From the email;
The gain in performance varies wildly depending on the application in question and the user's hardware. For some games NT synchronization is not a bottleneck and no change can be observed, but for others frame rate improvements of 50 to 150 percent are not atypical.
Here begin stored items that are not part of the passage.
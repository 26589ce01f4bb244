//! The transport seam.
//!
//! The request builder and payload sanitizer are pure value transformations;
//! the only asynchronous boundary is a [`Transport`] executing a finalized
//! [`HttpRequest`]. [`HttpClient`](crate::clients::HttpClient) is the default
//! implementation; hosts that own their connection stack (or tests) can
//! supply their own.

use std::future::Future;

use crate::clients::{HttpError, HttpRequest, HttpResponse};

/// Executes finalized requests.
///
/// Implementations are shared by every request made through a
/// [`RestClient`](crate::rest::RestClient), so they must be safe for
/// concurrent use. Timeouts and cancellation are the implementation's
/// concern; dropping the returned future cancels the request.
pub trait Transport: Send + Sync {
    /// Sends the request and resolves to the raw response.
    ///
    /// # Errors
    ///
    /// Returns [`HttpError`] for invalid descriptors, network faults, and
    /// non-2xx responses.
    fn execute(
        &self,
        request: HttpRequest,
    ) -> impl Future<Output = Result<HttpResponse, HttpError>> + Send;
}

impl<T: Transport> Transport for std::sync::Arc<T> {
    fn execute(
        &self,
        request: HttpRequest,
    ) -> impl Future<Output = Result<HttpResponse, HttpError>> + Send {
        (**self).execute(request)
    }
}
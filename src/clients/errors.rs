//! Transport error types.
//!
//! The request builder never fails; every error below surfaces only when a
//! finalized request is executed:
//!
//! - [`HttpResponseError`]: non-2xx HTTP responses from the platform
//! - [`MaxHttpRetriesExceededError`]: retry attempts exhausted
//! - [`InvalidHttpRequestError`]: a descriptor failed validation before sending
//! - [`HttpError`]: unified error type encompassing all of the above and
//!   network faults
//!
//! # Example
//!
//! ```rust,ignore
//! use iot_platform_api::clients::{HttpError, Transport};
//!
//! match client.execute(request).await {
//!     Ok(response) => println!("Success: {}", response.body),
//!     Err(HttpError::Response(e)) => println!("API error {}: {}", e.code, e.message),
//!     Err(HttpError::MaxRetries(e)) => println!("Retries exhausted after {} tries", e.tries),
//!     Err(HttpError::InvalidRequest(e)) => println!("Invalid request: {e}"),
//!     Err(HttpError::Network(e)) => println!("Network error: {e}"),
//! }
//! ```

use thiserror::Error;

/// Error returned when a request receives a non-successful response.
///
/// The message is taken from the platform's JSON error body
/// (`{"error": "...", "message": "...", "info": "..."}`) when present.
#[derive(Debug, Error)]
#[error("HTTP {code}: {message}")]
pub struct HttpResponseError {
    /// The HTTP status code of the response.
    pub code: u16,
    /// Human-readable error message.
    pub message: String,
    /// Reference for error reporting (the platform's `error` code or request id).
    pub error_reference: Option<String>,
}

/// Error returned when maximum retry attempts have been exhausted.
///
/// Raised when a request keeps failing with 429 or a retryable 5xx after all
/// configured attempts have been made.
#[derive(Debug, Error)]
#[error("Exceeded maximum retry count of {tries}. Last message: {message}")]
pub struct MaxHttpRetriesExceededError {
    /// The HTTP status code of the last response.
    pub code: u16,
    /// The number of tries that were attempted.
    pub tries: u32,
    /// Error message from the last response.
    pub message: String,
    /// Reference for error reporting.
    pub error_reference: Option<String>,
}

/// Error returned when a request descriptor fails validation.
#[derive(Debug, Error, Clone, PartialEq, Eq)]
pub enum InvalidHttpRequestError {
    /// A byte body was provided without a content type.
    #[error("Cannot send a binary body without a content type.")]
    MissingContentType,

    /// A POST or PUT request was made without a body.
    #[error("Cannot use {method} without specifying data.")]
    MissingBody {
        /// The HTTP method that requires a body.
        method: String,
    },

    /// The request asked for zero attempts.
    #[error("A request must be attempted at least once.")]
    InvalidTries,

    /// A header name or value cannot be encoded.
    #[error("Invalid header {name}.")]
    InvalidHeader {
        /// The offending header name.
        name: String,
    },
}

/// Unified error type for all transport errors.
#[derive(Debug, Error)]
pub enum HttpError {
    /// An HTTP response error (non-2xx status code).
    #[error(transparent)]
    Response(#[from] HttpResponseError),

    /// Maximum retry attempts exhausted.
    #[error(transparent)]
    MaxRetries(#[from] MaxHttpRetriesExceededError),

    /// Request validation failed.
    #[error(transparent)]
    InvalidRequest(#[from] InvalidHttpRequestError),

    /// Network or connection error.
    #[error("Network error: {0}")]
    Network(#[from] reqwest::Error),
}

impl HttpError {
    /// Returns the HTTP status code, if the error came from a response.
    #[must_use]
    pub const fn status(&self) -> Option<u16> {
        match self {
            Self::Response(e) => Some(e.code),
            Self::MaxRetries(e) => Some(e.code),
            Self::InvalidRequest(_) | Self::Network(_) => None,
        }
    }
}
//! Payload sanitization.
//!
//! Many platform resources are read and written in the same representation,
//! but fields the server assigns (ids, timestamps, `self` links, counters)
//! must not be sent back on create or update. Each call site declares the
//! fields to strip as literal [`FieldPath`] data; [`sanitize`] serializes the
//! payload into a JSON tree and removes them before the body is attached.
//!
//! Removal is best-effort redaction, not validation: a path that does not
//! resolve to an object key is ignored.
//!
//! # Example
//!
//! ```rust
//! use iot_platform_api::rest::{sanitize, FieldPath};
//! use serde_json::json;
//!
//! const ALARM_CREATE: &[FieldPath] = &[
//!     FieldPath::new(&["id"]),
//!     FieldPath::new(&["self"]),
//!     FieldPath::new(&["creationTime"]),
//!     FieldPath::new(&["source", "self"]),
//! ];
//!
//! let alarm = json!({
//!     "id": "17",
//!     "self": "https://tenant.example.com/alarm/alarms/17",
//!     "creationTime": "2024-05-01T10:00:00.000Z",
//!     "type": "c8y_Overheat",
//!     "source": {"id": "10200", "self": "https://tenant.example.com/inventory/managedObjects/10200"}
//! });
//!
//! let body = sanitize(&alarm, ALARM_CREATE).unwrap();
//! assert_eq!(body, json!({"type": "c8y_Overheat", "source": {"id": "10200"}}));
//! ```

use std::fmt;

use serde::Serialize;
use serde_json::Value;
use thiserror::Error;

use crate::clients::RequestBody;

/// Error returned when a payload cannot be encoded as a JSON tree.
#[derive(Debug, Error)]
#[error("Failed to encode request payload: {0}")]
pub struct PayloadError(#[from] serde_json::Error);

/// A nested object-key path naming a field to strip from a payload.
///
/// Paths are `const`-constructible so call sites can declare their removal
/// lists as constants.
#[derive(Clone, Copy, Debug, PartialEq, Eq, Hash)]
pub struct FieldPath(&'static [&'static str]);

impl FieldPath {
    /// Creates a path from its keys, outermost first.
    #[must_use]
    pub const fn new(keys: &'static [&'static str]) -> Self {
        Self(keys)
    }

    /// Returns the keys, outermost first.
    #[must_use]
    pub const fn keys(&self) -> &'static [&'static str] {
        self.0
    }

    /// Removes this field from `tree`. Returns `true` if a value was removed.
    pub fn remove_from(&self, tree: &mut Value) -> bool {
        remove_field(tree, self.0)
    }
}

impl fmt::Display for FieldPath {
    fn fmt(&self, f: &mut fmt::Formatter<'_>) -> fmt::Result {
        f.write_str(&self.0.join("."))
    }
}

/// Serializes a payload into a JSON tree.
///
/// The payload itself is only borrowed; sanitizing the returned tree never
/// affects the caller's value.
///
/// # Errors
///
/// Returns [`PayloadError`] if the payload's `Serialize` implementation fails,
/// e.g. for a map with non-string keys.
pub fn to_structured<T: Serialize + ?Sized>(body: &T) -> Result<Value, PayloadError> {
    Ok(serde_json::to_value(body)?)
}

/// Removes the field at `path` from `tree`.
///
/// Walks `path[..n-1]` as object keys and deletes `path[n-1]` from the object
/// found there. Returns `true` if a value was removed.
///
/// This is a no-op when:
/// - `path` is empty
/// - an intermediate key is missing
/// - an intermediate or final node is not an object (arrays are not walked)
/// - the final key is already absent, so repeated removal is harmless
///
/// ```rust
/// use iot_platform_api::rest::remove_field;
/// use serde_json::json;
///
/// let mut tree = json!({"a": {"b": 1, "c": 2}});
/// assert!(remove_field(&mut tree, &["a", "b"]));
/// assert!(!remove_field(&mut tree, &["a", "b"]));
/// assert_eq!(tree, json!({"a": {"c": 2}}));
/// ```
pub fn remove_field(tree: &mut Value, path: &[&str]) -> bool {
    let Some((last, parents)) = path.split_last() else {
        return false;
    };

    let mut node = tree;
    for key in parents {
        match node.get_mut(*key) {
            Some(child) if child.is_object() => node = child,
            _ => return false,
        }
    }

    node.as_object_mut()
        .and_then(|object| object.remove(*last))
        .is_some()
}

/// Serializes `body` and strips every field named by `rules`.
///
/// Rules are applied once each, in order.
///
/// # Errors
///
/// Returns [`PayloadError`] if `body` cannot be serialized.
pub fn sanitize<T: Serialize + ?Sized>(body: &T, rules: &[FieldPath]) -> Result<Value, PayloadError> {
    let mut tree = to_structured(body)?;
    for rule in rules {
        if rule.remove_from(&mut tree) {
            tracing::trace!("Removed read-only field {} from request payload", rule);
        }
    }
    Ok(tree)
}

impl RequestBody {
    /// Builds a JSON body from a sanitized payload.
    ///
    /// # Errors
    ///
    /// Returns [`PayloadError`] if `body` cannot be serialized.
    pub fn sanitized<T: Serialize + ?Sized>(
        body: &T,
        rules: &[FieldPath],
    ) -> Result<Self, PayloadError> {
        sanitize(body, rules).map(Self::Json)
    }
}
The following table lists frame rate measurements from a variety of games on a variety of hardware, taken by users Dmitry Skvortsov, FuzzyQuils, OnMars, and myself:
| Game | Upstream | ntsync | Improvement |
|---|---|---|---|
| Anger Foot | 69 | 99 | 43% |
| Call of Juarez | 99.8 | 224.1 | 125% |
| Dirt 3 | 110.6 | 860.7 | 678% |
| Forza Horizon | 108 | 160 | 48% |
| Lara Croft: Temple of Osiris | 141 | 326 | 131% |
| Metro 2033 | 164.4 | 199.2 | 21% |
| Resident Evil 2 | 26 | 77 | 196% |
| The Crew | 26 | 51 | 96% |
| Tiny Tina's Wonderlands | 130 | 360 | 177% |
| Total War Saga: Troy | 109 | 146 | 35% |
The whole thing is worth a read to see how this works, but jumps from 110 fps to 860 fps is just insane. The wine team has done some really great shit with this.